Using Voice to Capture Endoscopic Findings

Gastroenterologists spend an average of 13 hours a week on documentation, leading to high levels of burnout.

The growing complexity of healthcare procedures and regulatory requirements has led to an increase in the amount and the complexity of documentation for each patient encounter.

At Olympus we explored a number of different avenues to simplify the documentation process, including the use of an ambient AI scribe to capture findings during endoscopic procedures.

Ambient scribes reduce the cognitive load during procedures

Traditionally, endoscopists have had to rely on their memory to recall the details of a procedure in order to document it after the fact.

In more complicated procedures with multiple findings, they typically ask the procedure nurse to write down the details of their findings and therapies performed. For example, they might record the size, location, and characteristics of a polyp, along with what type of resection they performed and what container the biopsy is in.

Resection details written on a piece of scrap paper

These details are frequently captured on post-it notes, napkins, and other scraps of paper, which introduces the potential for that information to get lost or damaged. It also distracts the nurse from their primary tasks.

With an AI scribe, endoscopists are able to speak these details aloud and can be confident that the AI scribe is capturing everything and adding it to their report.

Because of ability to use voice I won’t forget things that I’ve seen. If I see something on the way in and then on the way out, I completely forget that I’m looking for something like that. Then at least I’ve got a recording of me seeing something on the way in and then it’s already written down.”

Physicians were excited, but had concerns about control and accuracy

Our UX Researcher conducted interviews with 12 endoscopists to gauge their interest in a voice solution and identify any concerns they had.

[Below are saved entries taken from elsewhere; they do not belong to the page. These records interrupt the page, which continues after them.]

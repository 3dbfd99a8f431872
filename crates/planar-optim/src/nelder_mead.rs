//! Nelder-Mead downhill simplex optimizer.
//!
//! The method keeps `n + 1` candidate points in an `n`-dimensional parameter
//! space and repeatedly replaces the worst one by reflecting, expanding or
//! contracting it through the centroid of the others, or shrinks the whole
//! simplex toward the best point. Only cost values are needed.

use serde::{Deserialize, Serialize};
use thiserror::Error;

use crate::cost::CostFunction;
use crate::simplex::{step_from, Simplex};

/// Errors that can occur during optimization.
#[derive(Debug, Error, PartialEq)]
pub enum OptimizerError {
    /// The initial guess has no parameters.
    #[error("Initial guess must contain at least one parameter")]
    EmptyInitialGuess,

    /// A configuration value or the initial guess is out of range.
    #[error("Invalid optimizer parameter: {0}")]
    InvalidParameter(String),

    /// The iteration budget ran out before the simplex collapsed below the tolerance.
    #[error("Nelder-Mead did not converge within {max_iterations} iterations (cost spread {spread:e})")]
    ConvergenceFailure {
        /// Iteration budget that was exhausted.
        max_iterations: usize,
        /// Cost difference between the worst and best vertex when the search stopped.
        spread: f64,
    },
}

/// Result of a converged optimization run.
#[derive(Debug, Clone, PartialEq)]
pub struct OptimizerResult {
    /// Best parameter vector found.
    pub params: Vec<f64>,
    /// Cost at `params`.
    pub cost: f64,
    /// Number of iterations performed until convergence.
    pub iterations: usize,
    /// Number of cost function evaluations.
    pub evaluations: usize,
}

/// Kind of simplex update applied in one iteration.
#[derive(Debug, Clone, Copy)]
enum Move {
    Reflection,
    Expansion,
    Contraction,
    Shrink,
}

/// Nelder-Mead optimizer configuration.
///
/// Missing fields take their default value when deserialized, so a partial
/// configuration such as `{"tolerance": 1e-8}` is valid.
#[derive(Debug, Clone, PartialEq, Serialize, Deserialize)]
#[serde(default)]
pub struct NelderMead {
    /// Convergence threshold on the cost spread between the worst and best vertex.
    pub tolerance: f64,
    /// Maximum number of iterations.
    pub max_iterations: usize,
    /// Offset added along each axis to build the initial simplex.
    pub initial_step: f64,
    /// Reflection coefficient.
    pub reflection: f64,
    /// Expansion coefficient.
    pub expansion: f64,
    /// Contraction coefficient.
    pub contraction: f64,
    /// Shrink coefficient.
    pub shrink: f64,
}

impl Default for NelderMead {
    fn default() -> Self {
        Self {
            tolerance: 1e-6,
            max_iterations: 5000,
            initial_step: 0.05,
            reflection: 1.0,
            expansion: 2.0,
            contraction: 0.5,
            shrink: 0.5,
        }
    }
}

impl NelderMead {
    /// Create a new optimizer with default parameters.
    pub fn new() -> Self {
        Self::default()
    }

    /// Minimize `cost_fn` starting from `initial_guess`.
    ///
    /// # Arguments
    ///
    /// * `cost_fn` - The objective to minimize.
    /// * `initial_guess` - Starting parameter vector. Its length sets the problem dimension.
    ///
    /// # Returns
    ///
    /// The best vertex of the simplex once the cost spread drops below `tolerance`.
    ///
    /// # Errors
    ///
    /// Returns [`OptimizerError::ConvergenceFailure`] when `max_iterations` is
    /// exhausted, and a validation error for an empty or non-finite initial
    /// guess or an invalid configuration.
    pub fn optimize<C>(
        &self,
        cost_fn: &C,
        initial_guess: &[f64],
    ) -> Result<OptimizerResult, OptimizerError>
    where
        C: CostFunction + ?Sized,
    {
        self.validate(initial_guess)?;

        let mut simplex = Simplex::new(cost_fn, initial_guess, self.initial_step);

        for iteration in 0..self.max_iterations {
            simplex.sort();

            let spread = simplex.spread();
            if spread < self.tolerance {
                let evaluations = simplex.evaluations();
                let best = simplex.into_best();
                log::debug!(
                    "Nelder-Mead converged after {} iterations ({} evaluations), cost: {:e}",
                    iteration,
                    evaluations,
                    best.cost
                );
                return Ok(OptimizerResult {
                    params: best.params,
                    cost: best.cost,
                    iterations: iteration,
                    evaluations,
                });
            }

            let centroid = simplex.centroid();

            let reflected_params = step_from(&centroid, &simplex.worst().params, -self.reflection);
            let reflected = simplex.evaluate(reflected_params);

            let applied = if reflected.cost < simplex.best().cost {
                let expanded_params = step_from(&centroid, &reflected.params, self.expansion);
                let expanded = simplex.evaluate(expanded_params);
                if expanded.cost < reflected.cost {
                    simplex.replace_worst(expanded);
                    Move::Expansion
                } else {
                    simplex.replace_worst(reflected);
                    Move::Reflection
                }
            } else if reflected.cost < simplex.second_worst().cost {
                simplex.replace_worst(reflected);
                Move::Reflection
            } else {
                let contracted_params =
                    step_from(&centroid, &simplex.worst().params, self.contraction);
                let contracted = simplex.evaluate(contracted_params);
                if contracted.cost < simplex.worst().cost {
                    simplex.replace_worst(contracted);
                    Move::Contraction
                } else {
                    simplex.shrink(self.shrink);
                    Move::Shrink
                }
            };

            log::trace!(
                "Iteration {}: {:?}, best cost: {:e}, spread: {:e}",
                iteration,
                applied,
                simplex.best().cost,
                spread
            );
        }

        simplex.sort();
        let spread = simplex.spread();
        log::debug!(
            "Nelder-Mead stopped after {} iterations without converging, spread: {:e}",
            self.max_iterations,
            spread
        );

        Err(OptimizerError::ConvergenceFailure {
            max_iterations: self.max_iterations,
            spread,
        })
    }

    fn validate(&self, initial_guess: &[f64]) -> Result<(), OptimizerError> {
        if initial_guess.is_empty() {
            return Err(OptimizerError::EmptyInitialGuess);
        }

        if let Some(i) = initial_guess.iter().position(|v| !v.is_finite()) {
            return Err(OptimizerError::InvalidParameter(format!(
                "initial guess entry {i} is not finite"
            )));
        }

        if self.tolerance.is_nan() || self.tolerance < 0.0 {
            return Err(OptimizerError::InvalidParameter(format!(
                "tolerance must be non-negative, got {}",
                self.tolerance
            )));
        }

        if !self.initial_step.is_finite() || self.initial_step == 0.0 {
            return Err(OptimizerError::InvalidParameter(format!(
                "initial step must be finite and non-zero, got {}",
                self.initial_step
            )));
        }

        if self.reflection.is_nan() || self.reflection <= 0.0 {
            return Err(OptimizerError::InvalidParameter(format!(
                "reflection must be positive, got {}",
                self.reflection
            )));
        }

        if self.expansion.is_nan() || self.expansion <= 1.0 {
            return Err(OptimizerError::InvalidParameter(format!(
                "expansion must be greater than 1, got {}",
                self.expansion
            )));
        }

        if !(0.0..1.0).contains(&self.contraction) || self.contraction == 0.0 {
            return Err(OptimizerError::InvalidParameter(format!(
                "contraction must be in (0, 1), got {}",
                self.contraction
            )));
        }

        if !(0.0..1.0).contains(&self.shrink) || self.shrink == 0.0 {
            return Err(OptimizerError::InvalidParameter(format!(
                "shrink must be in (0, 1), got {}",
                self.shrink
            )));
        }

        Ok(())
    }
}

/// Minimize `cost_fn` with the default simplex coefficients.
///
/// Shorthand for [`NelderMead::optimize`] that returns only the best
/// parameter vector.
///
/// # Arguments
///
/// * `cost_fn` - The objective to minimize.
/// * `initial_guess` - Starting parameter vector.
/// * `tolerance` - Convergence threshold on the cost spread (usually `1e-6`).
/// * `max_iterations` - Iteration budget (usually `5000`).
pub fn minimize<C>(
    cost_fn: &C,
    initial_guess: &[f64],
    tolerance: f64,
    max_iterations: usize,
) -> Result<Vec<f64>, OptimizerError>
where
    C: CostFunction + ?Sized,
{
    let optimizer = NelderMead {
        tolerance,
        max_iterations,
        ..Default::default()
    };
    optimizer
        .optimize(cost_fn, initial_guess)
        .map(|result| result.params)
}

#[cfg(test)]
mod tests {
    use super::*;
    use approx::assert_relative_eq;

    fn rosenbrock(p: &[f64]) -> f64 {
        (1.0 - p[0]).powi(2) + 100.0 * (p[1] - p[0] * p[0]).powi(2)
    }

    #[test]
    fn test_optimizer_default() {
        let optimizer = NelderMead::default();
        assert_eq!(optimizer.tolerance, 1e-6);
        assert_eq!(optimizer.max_iterations, 5000);
        assert_eq!(optimizer.initial_step, 0.05);
        assert_eq!(optimizer.reflection, 1.0);
        assert_eq!(optimizer.expansion, 2.0);
        assert_eq!(optimizer.contraction, 0.5);
        assert_eq!(optimizer.shrink, 0.5);
    }

    #[test]
    fn test_shifted_quadratic() -> Result<(), OptimizerError> {
        let cost = |p: &[f64]| (p[0] - 3.0).powi(2) + (p[1] + 1.0).powi(2) + 0.5;
        let optimizer = NelderMead {
            tolerance: 1e-12,
            ..Default::default()
        };
        let result = optimizer.optimize(&cost, &[0.0, 0.0])?;

        assert_relative_eq!(result.params[0], 3.0, epsilon = 1e-4);
        assert_relative_eq!(result.params[1], -1.0, epsilon = 1e-4);
        assert_relative_eq!(result.cost, 0.5, epsilon = 1e-8);
        assert!(result.iterations > 0);
        assert!(result.evaluations > result.iterations);
        Ok(())
    }

    #[test]
    fn test_rosenbrock() -> Result<(), OptimizerError> {
        let optimizer = NelderMead {
            tolerance: 1e-12,
            max_iterations: 20_000,
            ..Default::default()
        };
        let result = optimizer.optimize(&rosenbrock, &[-1.2, 1.0])?;

        assert_relative_eq!(result.params[0], 1.0, epsilon = 1e-2);
        assert_relative_eq!(result.params[1], 1.0, epsilon = 1e-2);
        Ok(())
    }

    #[test]
    fn test_already_converged() -> Result<(), OptimizerError> {
        // a flat cost converges before any move is made
        let cost = |_: &[f64]| 1.0;
        let result = NelderMead::new().optimize(&cost, &[4.0, 5.0])?;
        assert_eq!(result.params, vec![4.0, 5.0]);
        assert_eq!(result.iterations, 0);
        assert_eq!(result.evaluations, 3);
        Ok(())
    }

    #[test]
    fn test_deterministic() -> Result<(), OptimizerError> {
        let optimizer = NelderMead {
            max_iterations: 20_000,
            ..Default::default()
        };
        let first = optimizer.optimize(&rosenbrock, &[-1.2, 1.0])?;
        let second = optimizer.optimize(&rosenbrock, &[-1.2, 1.0])?;
        assert_eq!(first, second);
        Ok(())
    }

    #[test]
    fn test_zero_iterations_fails() {
        let cost = |p: &[f64]| p[0] * p[0];
        let optimizer = NelderMead {
            max_iterations: 0,
            ..Default::default()
        };
        let err = optimizer.optimize(&cost, &[1.0]).unwrap_err();
        match err {
            OptimizerError::ConvergenceFailure {
                max_iterations,
                spread,
            } => {
                assert_eq!(max_iterations, 0);
                assert_relative_eq!(spread, 1.05 * 1.05 - 1.0, epsilon = 1e-12);
            }
            other => panic!("unexpected error: {other}"),
        }
    }

    #[test]
    fn test_budget_exhausted() {
        let optimizer = NelderMead {
            tolerance: 0.0,
            max_iterations: 10,
            ..Default::default()
        };
        let err = optimizer.optimize(&rosenbrock, &[-1.2, 1.0]).unwrap_err();
        assert!(matches!(
            err,
            OptimizerError::ConvergenceFailure {
                max_iterations: 10,
                ..
            }
        ));
    }

    #[test]
    fn test_invalid_inputs() {
        let cost = |p: &[f64]| p.iter().sum::<f64>();
        let optimizer = NelderMead::default();

        assert_eq!(
            optimizer.optimize(&cost, &[]),
            Err(OptimizerError::EmptyInitialGuess)
        );
        assert!(matches!(
            optimizer.optimize(&cost, &[0.0, f64::NAN]),
            Err(OptimizerError::InvalidParameter(_))
        ));

        let bad_tolerance = NelderMead {
            tolerance: f64::NAN,
            ..Default::default()
        };
        assert!(matches!(
            bad_tolerance.optimize(&cost, &[0.0]),
            Err(OptimizerError::InvalidParameter(_))
        ));

        let bad_step = NelderMead {
            initial_step: 0.0,
            ..Default::default()
        };
        assert!(matches!(
            bad_step.optimize(&cost, &[0.0]),
            Err(OptimizerError::InvalidParameter(_))
        ));

        let bad_contraction = NelderMead {
            contraction: 1.5,
            ..Default::default()
        };
        assert!(matches!(
            bad_contraction.optimize(&cost, &[0.0]),
            Err(OptimizerError::InvalidParameter(_))
        ));
    }

    #[test]
    fn test_infinite_region_is_avoided() -> Result<(), OptimizerError> {
        // cost is undefined for x > 2, the minimum sits at the border of that region
        let cost = |p: &[f64]| {
            if p[0] > 2.0 {
                f64::INFINITY
            } else {
                (p[0] - 2.0).powi(2)
            }
        };
        let optimizer = NelderMead {
            tolerance: 1e-12,
            ..Default::default()
        };
        let result = optimizer.optimize(&cost, &[0.0])?;
        assert!(result.params[0] <= 2.0);
        assert_relative_eq!(result.params[0], 2.0, epsilon = 1e-4);
        Ok(())
    }

    #[test]
    fn test_minimize_shorthand() -> Result<(), OptimizerError> {
        let cost = |p: &[f64]| (p[0] + 0.5).powi(2);
        let params = minimize(&cost, &[1.0], 1e-10, 5000)?;
        assert_relative_eq!(params[0], -0.5, epsilon = 1e-3);
        Ok(())
    }

    #[test]
    fn test_partial_config_from_json() {
        let optimizer: NelderMead =
            serde_json::from_str(r#"{"tolerance": 1e-8, "max_iterations": 100}"#).unwrap();
        assert_eq!(optimizer.tolerance, 1e-8);
        assert_eq!(optimizer.max_iterations, 100);
        assert_eq!(optimizer.initial_step, 0.05);
        assert_eq!(optimizer.expansion, 2.0);
    }
}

Some of the key takeaways from this research were:

Doctors were very excited about using voice during a procedure and believed it would save them a significant amount of time
Most regularly used technologies like Siri or Alexa ane were comfortable with voice interfaces
Doctors wanted to be able to control when the scribe was recording
They wanted to be sure that the scribe would be able to capture the nuances of an endoscopic procedure and filter out side conversations

User testing a voice interface presented unique challenges

I wanted to test my inital user flow with endoscopists early on to make sure I was on the right track, but because the primary interface was the doctor’s voice it wasn’t exactly something I test in Figma.

Prototyping with video

I worked with our in-house subject matter experts to create a realistic transcript of a colonoscopy procedure and used ElevenLabs to turn it into an audio recording. Then I put together a 5 minute video using the audio track, images from a procedure room, and a Figma prototype to show what the doctors and nurses would see on the monitor during the procedure.

The video demonstrated how doctors could use vocal commands to start and stop the recording and showed real time feedback on the monitor so they could be confident it was recording when they wanted and only when they wanted. It also included a handful of off topic conversations.

I also created a prototype of the post procedure report so that the endoscopists could see that the relevant information had been captured and mapped to the report in a structured format. This also reassured them that their side conversations would not accidentally end up in the report.

If this works it is a dream. If we can add all this information while we are doing the procedure and it works well and goes to the report and we just basically have to validate that’s amazing. I mean it’s really a good thing.

The biggest design challenge wasn’t the UI - it was coordinating across teams.

The intra-procedure experience and post procedure report writing experience were owned by different teams, each with their own roadmaps and delivery constraints.

I partnered closely with the designers, engineers, and product managers from both teams to craft an end-to-end voice experience that spanned multiple touchpoints and integrated into their existing designs without risking their delivery timelines.

Adding microphone controls to the touch screen interface

The intra-procedure experience used a touch screen connected to the endoscopy tower to capture images and videos. We needed to add microphone controls (in case wake words were not available) and status to thier interface.

Mapping findings to the correct report fields

On the post-procedure report, I partnered with the designers on the report team to define how the data would flow from the backend to the report, ensuring that it mapped to the correct fields and formatted the findings with the correct structure.

Adhering to EU regulations for AI and medical devices

We also collaborated closely with our internal regulatory team to ensure we were meeting the guidelines for AI use in the medical field for all the jurisdictions where we planned to sell our voice solution. In order to meet these requirements, our designs had to clearly indicate which fields were populated by AI and include a disclaimer that all AI content be carefully reviewed by a physician.

A screenshot of the report writing experience with AI tags on certain fields

Faster documentation leads to reduced cognitive load and less burnout

The overall feedback for the voice scribe was very positive, with doctors reporting that it made the documentation process much easier and saved them a lot of time. Between the ambient scribe and other improvements to the report writing process we were able to decrease the amount of time endoscopists spent on documentation by about 60%.